2007-07-25 21:58:53 · answer #2 · answered by sonnyboy 6 · 0 0

Dont worry. There is someone out there for everyone. And honestly its kind of a good thing. Because when you do get with someone you won't be used up like a lot of guys are before the hit 20. Some guys I wouldn't touch because they've been with sooo many girls and done sooo many things with them. eeewwww....

But as they say good things come to those who wait. Besides you are still young. Most people don't even want to get into a real relationship utile they are much older. We live in the "it all for me" generation. But I understand the single life can be lonely. But trust me the right girl will come along and you'll love it!

2007-07-25 21:51:43 · answer #3 · answered by ? 2 · 0 0

oh thats nothing. i know guys that are27 and dont have a gf, i know another one who's in his 40's and nvr had a gf. what i mean is ure young, and i'm sure there's a girl out there just waiting for u. be patient, play it cool. there's no need to rush into things. there's a time for everything, and urs will come. :)
and dont worry about the way u look, a real lady will love u for who u r, not how u look. and be more confident about urself, women can sense insecurity from a mile away ( but dont act like a jerk either) just relax. :)

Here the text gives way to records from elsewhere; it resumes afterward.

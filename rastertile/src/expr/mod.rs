//! Expression engine shared by legends and raster algebra.
//!
//! Expressions are parsed once into an [`Expr`] tree and then evaluated
//! either per value or vectorised over whole bands.

mod ast;
mod error;
mod eval;
mod lexer;
mod parser;

pub use ast::{BinaryOp, Expr, Function, UnaryOp};
pub use error::ExpressionError;
pub use parser::parse;

/// Parse an expression that may only reference the variables in `allowed`.
pub fn parse_restricted(input: &str, allowed: &[&str]) -> Result<Expr, ExpressionError> {
    let expr = parse(input)?;
    if let Some(name) = expr.variables().into_iter().find(|v| !allowed.contains(v)) {
        return Err(ExpressionError::UnknownVariable {
            name: name.to_string(),
        });
    }
    Ok(expr)
}

#[cfg(test)]
mod tests {
    use super::*;

    #[test]
    fn test_parse_restricted() {
        assert!(parse_restricted("x > 1", &["x"]).is_ok());
        assert_eq!(
            parse_restricted("y > 1", &["x"]),
            Err(ExpressionError::UnknownVariable { name: "y".into() })
        );
    }

    #[test]
    fn test_threshold_detection() {
        let expr = parse("x < 10").unwrap();
        assert_eq!(expr.as_threshold(), Some(("x", BinaryOp::Lt, 10.0)));
        let flipped = parse("10 <= x").unwrap();
        assert_eq!(flipped.as_threshold(), Some(("x", BinaryOp::Ge, 10.0)));
        let negative = parse("x > -5").unwrap();
        assert_eq!(negative.as_threshold(), Some(("x", BinaryOp::Gt, -5.0)));
        assert_eq!(parse("(x > 1) & (x < 2)").unwrap().as_threshold(), None);
        assert_eq!(parse("x + 1 > 2").unwrap().as_threshold(), None);
    }

    #[test]
    fn test_variables_and_literals() {
        let expr = parse("a + b * a").unwrap();
        assert_eq!(expr.variables().into_iter().collect::<Vec<_>>(), vec!["a", "b"]);
        assert_eq!(parse("-4").unwrap().as_literal(), Some(-4.0));
        assert_eq!(parse("x").unwrap().as_literal(), None);
        assert!(parse("x == 1").unwrap().is_boolean());
        assert!(!parse("x + 1").unwrap().is_boolean());
    }
}
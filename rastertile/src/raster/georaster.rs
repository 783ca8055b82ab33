//! The georeferenced raster: bands plus affine transform and SRID.

use std::path::{Path, PathBuf};

use super::srs::Reprojection;
use super::warp::{warp_raster, Resampling, WarpTarget};
use super::{Band, BufferPool, Extent, GeoTransform, RasterError};

/// Where a raster's pixels live.
#[derive(Debug, Clone, PartialEq, Eq)]
pub enum BackingStore {
    /// Decoded from a file that can be reopened later.
    File(PathBuf),
    /// Exists only in memory.
    Memory,
}

impl BackingStore {
    /// Whether the raster can be reopened from durable storage.
    pub fn is_durable(&self) -> bool {
        matches!(self, BackingStore::File(_))
    }

    pub fn path(&self) -> Option<&Path> {
        match self {
            BackingStore::File(path) => Some(path),
            BackingStore::Memory => None,
        }
    }
}

/// A georeferenced, multi-band raster.
#[derive(Debug, Clone, PartialEq)]
pub struct GeoRaster {
    width: usize,
    height: usize,
    transform: GeoTransform,
    srid: u32,
    bands: Vec<Band>,
    backing: BackingStore,
}

impl GeoRaster {
    /// Assemble a raster, checking every band against the raster dimensions.
    pub fn new(
        width: usize,
        height: usize,
        transform: GeoTransform,
        srid: u32,
        bands: Vec<Band>,
        backing: BackingStore,
    ) -> Result<Self, RasterError> {
        for band in &bands {
            if band.width() != width || band.height() != height {
                return Err(RasterError::InvalidBuffer {
                    expected: width * height,
                    actual: band.len(),
                });
            }
        }
        Ok(Self {
            width,
            height,
            transform,
            srid,
            bands,
            backing,
        })
    }

    pub fn width(&self) -> usize {
        self.width
    }

    pub fn height(&self) -> usize {
        self.height
    }

    pub fn transform(&self) -> &GeoTransform {
        &self.transform
    }

    pub fn srid(&self) -> u32 {
        self.srid
    }

    pub fn backing(&self) -> &BackingStore {
        &self.backing
    }

    pub fn band_count(&self) -> usize {
        self.bands.len()
    }

    pub fn bands(&self) -> &[Band] {
        &self.bands
    }

    pub fn into_bands(self) -> Vec<Band> {
        self.bands
    }

    /// Band `index`, or `BandIndexOutOfRange`.
    pub fn band(&self, index: usize) -> Result<&Band, RasterError> {
        self.bands
            .get(index)
            .ok_or(RasterError::BandIndexOutOfRange {
                index,
                band_count: self.bands.len(),
            })
    }

    /// Replace the backing store, e.g. after the raster was written to disk.
    pub fn with_backing(mut self, backing: BackingStore) -> Self {
        self.backing = backing;
        self
    }

    /// Bounding box of the raster in its own SRS.
    pub fn extent(&self) -> Extent {
        let w = self.width as f64;
        let h = self.height as f64;
        let corners = [(0.0, 0.0), (w, 0.0), (0.0, h), (w, h)]
            .map(|(col, row)| self.transform.pixel_to_world(col, row));
        // Four points are never empty.
        Extent::from_points(corners).unwrap_or(Extent::new(0.0, 0.0, 0.0, 0.0))
    }

    /// Bounding box of the raster reprojected to `srid`.
    ///
    /// The raster boundary is densified so curved edges after reprojection
    /// stay inside the box.
    pub fn extent_in(&self, srid: u32) -> Result<Extent, RasterError> {
        let reprojection = Reprojection::between(self.srid, srid)?;
        if reprojection == Reprojection::Identity {
            return Ok(self.extent());
        }
        const STEPS: usize = 16;
        let w = self.width as f64;
        let h = self.height as f64;
        let mut points = Vec::with_capacity(STEPS * 4 + 4);
        for i in 0..=STEPS {
            let t = i as f64 / STEPS as f64;
            for (col, row) in [(t * w, 0.0), (t * w, h), (0.0, t * h), (w, t * h)] {
                let (x, y) = self.transform.pixel_to_world(col, row);
                points.push(reprojection.apply(x, y));
            }
        }
        Ok(Extent::from_points(points).unwrap_or(Extent::new(0.0, 0.0, 0.0, 0.0)))
    }

    /// Resample this raster onto a new grid, possibly in another SRS.
    pub fn warp(&self, target: &WarpTarget, resampling: Resampling) -> Result<GeoRaster, RasterError> {
        warp_raster(self, target, resampling, &BufferPool::new(0))
    }

    /// Like [`GeoRaster::warp`], drawing output buffers from `pool`.
    pub fn warp_with_pool(
        &self,
        target: &WarpTarget,
        resampling: Resampling,
        pool: &BufferPool,
    ) -> Result<GeoRaster, RasterError> {
        warp_raster(self, target, resampling, pool)
    }
}
//! TileIndex: in-memory store of built tiles.
//!
//! # Thread Safety
//!
//! - Layer registry: `RwLock` (writes only when a layer is registered)
//! - Tile access: one `DashMap` per layer (concurrent reads, per-shard write locks)
//!
//! Tiles are shared as `Arc<Tile>`. Overwriting a key swaps the `Arc`, so a
//! reader holding the previous tile keeps a consistent snapshot.

use std::collections::HashMap;
use std::sync::Arc;

use dashmap::DashMap;
use parking_lot::RwLock;

use super::{IndexError, LayerInfo, Tile};
use crate::coord::{self, LayerId, TileCoord, TileKey, ZoomRange};
use crate::raster::Extent;

struct LayerStore {
    info: RwLock<LayerInfo>,
    tiles: DashMap<TileCoord, Arc<Tile>>,
}

/// Why a tile lookup came back empty.
#[derive(Debug, Clone, Copy, PartialEq, Eq)]
pub enum MissReason {
    /// The layer is not registered.
    UnknownLayer,
    /// The zoom level is outside the built range.
    ZoomNotBuilt,
    /// The tile does not overlap the layer extent.
    OutsideExtent,
    /// The tile should exist but was not produced (or was cleared).
    Missing,
}

/// Tiles of every registered layer.
pub struct TileIndex {
    layers: RwLock<HashMap<LayerId, Arc<LayerStore>>>,
}

impl TileIndex {
    pub fn new() -> Self {
        Self {
            layers: RwLock::new(HashMap::new()),
        }
    }

    fn store(&self, layer: LayerId) -> Result<Arc<LayerStore>, IndexError> {
        self.layers
            .read()
            .get(&layer)
            .cloned()
            .ok_or(IndexError::UnknownLayer(layer))
    }

    /// Register a layer, or replace the metadata of a registered one.
    ///
    /// Tiles of an already registered layer are kept.
    pub fn register_layer(&self, info: LayerInfo) {
        let mut layers = self.layers.write();
        match layers.get(&info.id) {
            Some(store) => *store.info.write() = info,
            None => {
                let id = info.id;
                layers.insert(
                    id,
                    Arc::new(LayerStore {
                        info: RwLock::new(info),
                        tiles: DashMap::new(),
                    }),
                );
            }
        }
    }

    /// Record the zoom levels a build produced.
    pub fn set_zoom_range(&self, layer: LayerId, range: Option<ZoomRange>) -> Result<(), IndexError> {
        self.store(layer)?.info.write().zoom_range = range;
        Ok(())
    }

    pub fn layer_info(&self, layer: LayerId) -> Result<LayerInfo, IndexError> {
        Ok(self.store(layer)?.info.read().clone())
    }

    pub fn layers(&self) -> Vec<LayerId> {
        let mut ids: Vec<LayerId> = self.layers.read().keys().copied().collect();
        ids.sort();
        ids
    }

    pub fn zoom_range(&self, layer: LayerId) -> Result<Option<ZoomRange>, IndexError> {
        Ok(self.store(layer)?.info.read().zoom_range)
    }

    pub fn extent(&self, layer: LayerId) -> Result<Extent, IndexError> {
        Ok(self.store(layer)?.info.read().extent)
    }

    /// Store a tile, returning the one it replaced.
    pub fn insert(&self, tile: Tile) -> Result<Option<Arc<Tile>>, IndexError> {
        let key = tile.key();
        let store = self.store(key.layer)?;
        let tile_size = store.info.read().tile_size;
        let (width, height) = (tile.raster().width(), tile.raster().height());
        if width != tile_size as usize || height != tile_size as usize {
            return Err(IndexError::InvalidTileShape {
                key,
                width,
                height,
                tile_size,
            });
        }
        Ok(store.tiles.insert(key.coord, Arc::new(tile)))
    }

    pub fn lookup(&self, layer: LayerId, coord: TileCoord) -> Result<Arc<Tile>, IndexError> {
        self.store(layer)?
            .tiles
            .get(&coord)
            .map(|entry| Arc::clone(entry.value()))
            .ok_or(IndexError::NotFound(TileKey::new(layer, coord)))
    }

    pub fn contains(&self, layer: LayerId, coord: TileCoord) -> bool {
        self.store(layer)
            .map(|store| store.tiles.contains_key(&coord))
            .unwrap_or(false)
    }

    /// Tile covering a world point (pyramid SRS) at `zoom`.
    pub fn lookup_point(
        &self,
        layer: LayerId,
        zoom: u8,
        x: f64,
        y: f64,
    ) -> Result<Arc<Tile>, IndexError> {
        let coord =
            coord::tile_for_point(x, y, zoom).ok_or(IndexError::OutsideGrid { zoom, x, y })?;
        self.lookup(layer, coord)
    }

    /// Stored tiles at `zoom` overlapping `extent`, ordered by `(x, y)`.
    pub fn lookup_window(
        &self,
        layer: LayerId,
        zoom: u8,
        extent: &Extent,
    ) -> Result<Vec<Arc<Tile>>, IndexError> {
        let store = self.store(layer)?;
        let Some(range) = coord::tile_range_for_extent(extent, zoom) else {
            return Ok(Vec::new());
        };

        let mut tiles: Vec<Arc<Tile>> = if range.len() <= store.tiles.len() {
            range
                .iter()
                .filter_map(|c| store.tiles.get(&c).map(|e| Arc::clone(e.value())))
                .collect()
        } else {
            store
                .tiles
                .iter()
                .filter(|e| range.contains(e.key()))
                .map(|e| Arc::clone(e.value()))
                .collect()
        };
        tiles.sort_by_key(|t| (t.coord().x, t.coord().y));
        Ok(tiles)
    }

    /// Lazy listing of the tiles of one zoom level.
    ///
    /// The set of keys is captured now; tiles are fetched while iterating.
    pub fn list(&self, layer: LayerId, zoom: u8) -> Result<TileListing, IndexError> {
        let store = self.store(layer)?;
        let mut coords: Vec<TileCoord> = store
            .tiles
            .iter()
            .map(|e| *e.key())
            .filter(|c| c.zoom == zoom)
            .collect();
        coords.sort_by_key(|c| (c.x, c.y));
        Ok(TileListing {
            store,
            coords: Arc::from(coords),
            position: 0,
        })
    }

    /// Zoom levels holding at least one tile, ascending.
    pub fn zooms(&self, layer: LayerId) -> Result<Vec<u8>, IndexError> {
        let store = self.store(layer)?;
        let mut zooms: Vec<u8> = store.tiles.iter().map(|e| e.key().zoom).collect();
        zooms.sort_unstable();
        zooms.dedup();
        Ok(zooms)
    }

    pub fn tile_count(&self, layer: LayerId) -> Result<usize, IndexError> {
        Ok(self.store(layer)?.tiles.len())
    }

    /// Drop every tile of a layer, keeping it registered with no zoom range.
    ///
    /// Returns the number of tiles removed.
    pub fn clear_layer(&self, layer: LayerId) -> Result<usize, IndexError> {
        let store = self.store(layer)?;
        let removed = store.tiles.len();
        store.tiles.clear();
        store.info.write().zoom_range = None;
        Ok(removed)
    }

    /// Explain why `coord` has no tile, or `None` if it has one.
    ///
    /// Misses are never filled in by synthesising a tile.
    pub fn explain_miss(&self, layer: LayerId, coord: TileCoord) -> Option<MissReason> {
        let Ok(store) = self.store(layer) else {
            return Some(MissReason::UnknownLayer);
        };
        if store.tiles.contains_key(&coord) {
            return None;
        }
        let info = store.info.read();
        match info.zoom_range {
            Some(range) if range.contains(coord.zoom) => {}
            _ => return Some(MissReason::ZoomNotBuilt),
        }
        let covered = coord::tile_range_for_extent(&info.extent, coord.zoom)
            .is_some_and(|range| range.contains(&coord));
        if covered {
            Some(MissReason::Missing)
        } else {
            Some(MissReason::OutsideExtent)
        }
    }
}

impl Default for TileIndex {
    fn default() -> Self {
        Self::new()
    }
}

/// Restartable listing of one zoom level of a layer.
///
/// Cloning or calling [`TileListing::restart`] replays the same keys.
/// Tiles removed after the listing was taken are skipped.
#[derive(Clone)]
pub struct TileListing {
    store: Arc<LayerStore>,
    coords: Arc<[TileCoord]>,
    position: usize,
}

impl TileListing {
    /// Keys captured when the listing was taken.
    pub fn coords(&self) -> &[TileCoord] {
        &self.coords
    }

    pub fn restart(&mut self) {
        self.position = 0;
    }
}

impl Iterator for TileListing {
    type Item = Arc<Tile>;

    fn next(&mut self) -> Option<Self::Item> {
        while let Some(coord) = self.coords.get(self.position) {
            self.position += 1;
            if let Some(entry) = self.store.tiles.get(coord) {
                return Some(Arc::clone(entry.value()));
            }
        }
        None
    }

    fn size_hint(&self) -> (usize, Option<usize>) {
        (0, Some(self.coords.len() - self.position))
    }
}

2007-07-25 22:18:53 · answer #4 · answered by cuban cutie 5 · 0 0

At 20 i had only 2 girlfriends. Dont worry, just start getting out more and meeting more people. Since you said that you are shy i would guess you probably dont like going to clubs, so start hanging out elsewhere. Museums, parks and the such. You are bound to meet someone.
Check out some sort of dating service if push comes to shove.

2007-07-25 21:48:59 · answer #5 · answered by Anonymous · 0 0

Don't rush into a relationship. It's ok that you haven't been playing the dating game. And you're only 20! That's your prime time honey!! But you have to get over how you look, I promise, girls like it when guys like themselves (as long as their not jerks about it). Just go out there and have some fun! Go out to a club (you're over 18, 18 to party!), meet some people and establish some friendships. Then you can meet their friends and presto! You've got people! Good luck, and I hope i helped!

2007-07-25 21:51:45 · answer #6 · answered by Sweet thing 3 · 0 0

I'm really shy and not outgoing, also. So I met my current fiance online. Maybe you should try that. There doesn't have to be any face to face confrontation and if you get to know each other through words first you can be more accepting of the person when you meet them because you know their personality better.

2007-07-25 21:49:57 · answer #7 · answered by BlackDahlia 5 · 0 0

Just get yourself out there. Clubs, coffee houses or anything. Btw looks don't really have anything to with finding a GOOD girl. Girls who just want looks ARE NOT the type of girl you want. Besides you are still very young. Good luck with finding somebody.

Ps. you are not weird or anything, I know a few lads who are 21+ and are still virgins.

2007-07-25 21:49:19 · answer #8 · answered by E 3 · 0 0

Hey, that's really common among people. Try being more confident and outgoing. Believe in that you are unique as an individual and you are fully capable of joining the dating world. And plus, when you are more confident, you're easier to approach and appear to look better.

2007-07-25 21:47:47 · answer #9 · answered by Someone 4 · 1 0

you don't just go out on the street, grab a girl and start going out with her like you see in movies. Look for friends, they usually turn into girlfrinds as time passes by. But you have to go out and meet people!